Nutritional Requirements for Patients with Acute Respiratory Distress Syndrome (ARDS)
Patients with ARDS should receive 20-30 kcal/kg/day with 1.2-1.5 g/kg/day of protein, and should be started on early enteral nutrition within 24-48 hours of ICU admission when hemodynamically stable. 1
Energy Requirements
Caloric Goals
- Initial phase (acute/early): 20-25 kcal/kg/day 1
- Recovery phase (anabolic): 25-30 kcal/kg/day 1
- Severely undernourished patients: Up to 25-30 kcal/kg/day 1
Implementation Strategy
- Start with lower caloric goals (12-25 kcal/kg/day) in the acute phase 1
- Gradually increase to target goals as clinical condition improves 1
- Consider indirect calorimetry for more precise assessment when available 1
- Avoid overfeeding as it may worsen outcomes and prolong mechanical ventilation 1, 2
Protein Requirements
- Standard recommendation: 1.2-1.5 g/kg/day of protein 1
- Higher requirements may be needed in hypercatabolic states 1
- Protein restriction is not recommended in ARDS patients 1
Route of Administration
Enteral Nutrition (EN)
- First choice: Start EN within 24-48 hours of ICU admission 1, 3
- Early EN is associated with improved 60-day survival and better outcomes 4, 3
- Use gastric route initially; no significant difference between gastric and jejunal feeding 1
- Consider post-pyloric feeding in patients with high aspiration risk 1
Parenteral Nutrition (PN)
- Use only when EN is contraindicated or insufficient 1
- Avoid additional PN in patients who tolerate EN and can meet approximately target values 1
- Consider careful PN in patients intolerant to EN at a level equal to but not exceeding nutritional needs 1
Special Nutritional Formulations
Immune-Modulating Formulas
- Formulas enriched with omega-3 fatty acids (EPA), antioxidants, and gamma-linolenic acid (GLA) are beneficial specifically for ARDS patients 1, 5
- These formulas may improve oxygenation and reduce ICU length of stay 5
- However, evidence regarding mortality benefit is mixed 6, 5
Glutamine Supplementation
- Consider glutamine supplementation for trauma patients 1
- Insufficient data to support glutamine supplementation in all critically ill patients 1
Monitoring and Adjustments
Monitoring Parameters
- Regular assessment of tolerance to EN (gastric residuals, abdominal distension)

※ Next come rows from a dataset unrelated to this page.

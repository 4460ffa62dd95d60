//! 执行状态：AgentState 与部分更新（StateUpdate）合并规则
//!
//! 一次顶层 execute() 创建一个 AgentState，各 Agent 返回 StateUpdate，
//! 由状态图按统一规则合并：消息与执行历史只追加，token 与成本只累加，
//! 其余字段以最新写入为准。调用结束即销毁，不跨调用持久化。

use serde::{Deserialize, Serialize};

use crate::core::message::Message;
use crate::tools::ToolDescriptor;
use crate::workflow::types::{ExecutionPlan, ExecutionResult};

/// 默认对话轮数上限（简单对话路径的外部守卫）
pub const DEFAULT_MAX_CONVERSATION_TURNS: u32 = 50;

/// Token 使用统计（单调不减）
#[derive(Clone, Copy, Debug, Default, PartialEq, Eq, Serialize, Deserialize)]
pub struct TokenUsage {
    pub input: u64,
    pub output: u64,
}

impl TokenUsage {
    pub fn add(&mut self, other: TokenUsage) {
        self.input += other.input;
        self.output += other.output;
    }

    pub fn total(&self) -> u64 {
        self.input + self.output
    }
}

/// 状态图阶段标签：封闭枚举，既是数据也是转移函数的路由键
#[derive(Clone, Copy, Debug, PartialEq, Eq, Serialize, Deserialize)]
#[serde(rename_all = "lowercase")]
pub enum Phase {
    Start,
    Planned,
    Executed,
    Continue,
    Finish,
    Completed,
}

impl Phase {
    pub fn as_str(&self) -> &'static str {
        match self {
            Phase::Start => "start",
            Phase::Planned => "planned",
            Phase::Executed => "executed",
            Phase::Continue => "continue",
            Phase::Finish => "finish",
            Phase::Completed => "completed",
        }
    }
}

/// 对话路径的上下文：人设、背景、最近回复与轮数计数
#[derive(Clone, Debug, Serialize, Deserialize)]
pub struct ConversationContext {
    pub personality: Option<String>,
    pub context: Option<String>,
    pub last_response: Option<String>,
    pub turn: u32,
    pub max_turns: u32,
}

impl Default for ConversationContext {
    fn default() -> Self {
        Self {
            personality: None,
            context: None,
            last_response: None,
            turn: 0,
            max_turns: DEFAULT_MAX_CONVERSATION_TURNS,
        }
    }
}

/// 一次执行贯穿始终的可变上下文
#[derive(Clone, Debug)]
pub struct AgentState {
    /// 角色标记消息序列（只追加）
    pub messages: Vec<Message>,
    pub workflow_id: String,
    pub session_id: String,
    pub user_id: String,
    /// Planner 产出的执行计划
    pub plan: Option<ExecutionPlan>,
    /// 最近一批执行结果（Coordinator 据此决策）
    pub latest_results: Vec<ExecutionResult>,
    /// 对话路径上下文
    pub conversation: ConversationContext,
    pub current_step: Phase,
    /// 全部执行结果（只追加）
    pub execution_history: Vec<ExecutionResult>,
    /// 本次运行可用工具快照
    pub available_tools: Vec<ToolDescriptor>,
    pub token_usage: TokenUsage,
    pub model_costs: f64,
}

impl AgentState {
    pub fn new(
        messages: Vec<Message>,
        workflow_id: impl Into<String>,
        session_id: impl Into<String>,
        user_id: impl Into<String>,
        available_tools: Vec<ToolDescriptor>,
    ) -> Self {
        Self {
            messages,
            workflow_id: workflow_id.into(),
            session_id: session_id.into(),
            user_id: user_id.into(),
            plan: None,
            latest_results: Vec::new(),
            conversation: ConversationContext::default(),
            current_step: Phase::Start,
            execution_history: Vec::new(),
            available_tools,
            token_usage: TokenUsage::default(),
            model_costs: 0.0,
        }
    }

    /// 合并一条部分更新：
    /// 消息与执行历史拼接、token 与成本累加（保证单调不减）、其余字段以最新写入为准。
    pub fn apply(&mut self, update: StateUpdate) {
        self.messages.extend(update.messages);
        self.execution_history.extend(update.execution_history);
        self.token_usage.add(update.token_usage);
        self.model_costs += update.model_costs;
        if let Some(plan) = update.plan {
            self.plan = Some(plan);
        }
        if let Some(results) = update.latest_results {
            self.latest_results = results;
        }
        if let Some(conversation) = update.conversation {
            self.conversation = conversation;
        }
        if let Some(step) = update.current_step {
            self.current_step = step;
        }
    }
}

/// Agent 返回的部分更新；token_usage 与 model_costs 为本次增量
#[derive(Debug, Default)]
pub struct StateUpdate {
    pub messages: Vec<Message>,
    pub execution_history: Vec<ExecutionResult>,
    pub plan: Option<ExecutionPlan>,
    pub latest_results: Option<Vec<ExecutionResult>>,
    pub conversation: Option<ConversationContext>,
    pub current_step: Option<Phase>,
    pub token_usage: TokenUsage,
    pub model_costs: f64,
}

#[cfg(test)]
mod tests {
    use super::*;
    use crate::workflow::types::{ExecutionResult, ExecutionStep};

    fn empty_state() -> AgentState {
        AgentState::new(vec![Message::user("hi")], "w1", "s1", "u1", Vec::new())
    }

    #[test]
    fn apply_concatenates_messages_and_history() {
        let mut state = empty_state();
        let step = ExecutionStep {
            tool_name: "chat_c1".to_string(),
            parameters: serde_json::json!({}),
        };
        state.apply(StateUpdate {
            messages: vec![Message::assistant("a")],
            execution_history: vec![ExecutionResult::success(step.clone(), serde_json::json!(1))],
            ..Default::default()
        });
        state.apply(StateUpdate {
            messages: vec![Message::assistant("b")],
            execution_history: vec![ExecutionResult::failed(step, "boom")],
            ..Default::default()
        });
        assert_eq!(state.messages.len(), 3);
        assert_eq!(state.execution_history.len(), 2);
    }

    #[test]
    fn apply_accumulates_usage_and_costs() {
        let mut state = empty_state();
        state.apply(StateUpdate {
            token_usage: TokenUsage { input: 10, output: 5 },
            model_costs: 0.25,
            ..Default::default()
        });
        state.apply(StateUpdate {
            token_usage: TokenUsage { input: 1, output: 2 },
            model_costs: 0.5,
            ..Default::default()
        });
        assert_eq!(state.token_usage, TokenUsage { input: 11, output: 7 });
        assert!((state.model_costs - 0.75).abs() < f64::EPSILON);
    }

    #[test]
    fn apply_last_write_wins_for_scalar_fields() {
        let mut state = empty_state();
        state.apply(StateUpdate {
            current_step: Some(Phase::Planned),
            ..Default::default()
        });
        state.apply(StateUpdate {
            current_step: Some(Phase::Executed),
            ..Default::default()
        });
        assert_eq!(state.current_step, Phase::Executed);
    }
}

- Monitor electrolytes, especially when initiating nutrition (risk of refeeding syndrome) 1
- Track blood glucose levels with target of 140-180 mg/dL 1
Nutritional Assessment
- Use Nutrition Risk in the Critically Ill (NUTRIC) score to identify high-risk patients 1
- Serial monitoring of anthropometric and laboratory parameters 2
Special Considerations
Prone Positioning
- Early EN should be continued in patients managed in prone position 1
ECMO Patients
- Early EN should be performed in patients receiving ECMO 1
Non-intubated ARDS Patients
- For non-intubated patients not reaching energy targets with oral diet, consider oral nutritional supplements first, then EN 1
- In patients with dysphagia, use texture-adapted food; if swallowing is unsafe, use EN 1
Common Pitfalls and Practical Tips
- Underfeeding: Inadequate calorie delivery (≤50% of recommended value) is associated with higher mortality 2
- Overfeeding: Can worsen respiratory function by increasing CO₂ production
- Delayed nutrition: Avoid delays in starting nutrition; implement protocols to ensure early initiation 3
- Refeeding syndrome: Monitor for electrolyte abnormalities (potassium, magnesium, phosphorus) when initiating nutrition in malnourished patients 1
Early and adequate nutritional support should be considered a primary therapy rather than just supportive care in ARDS management, as it directly impacts patient outcomes including mortality, duration of mechanical ventilation, and ICU length of stay 4, 2, 3.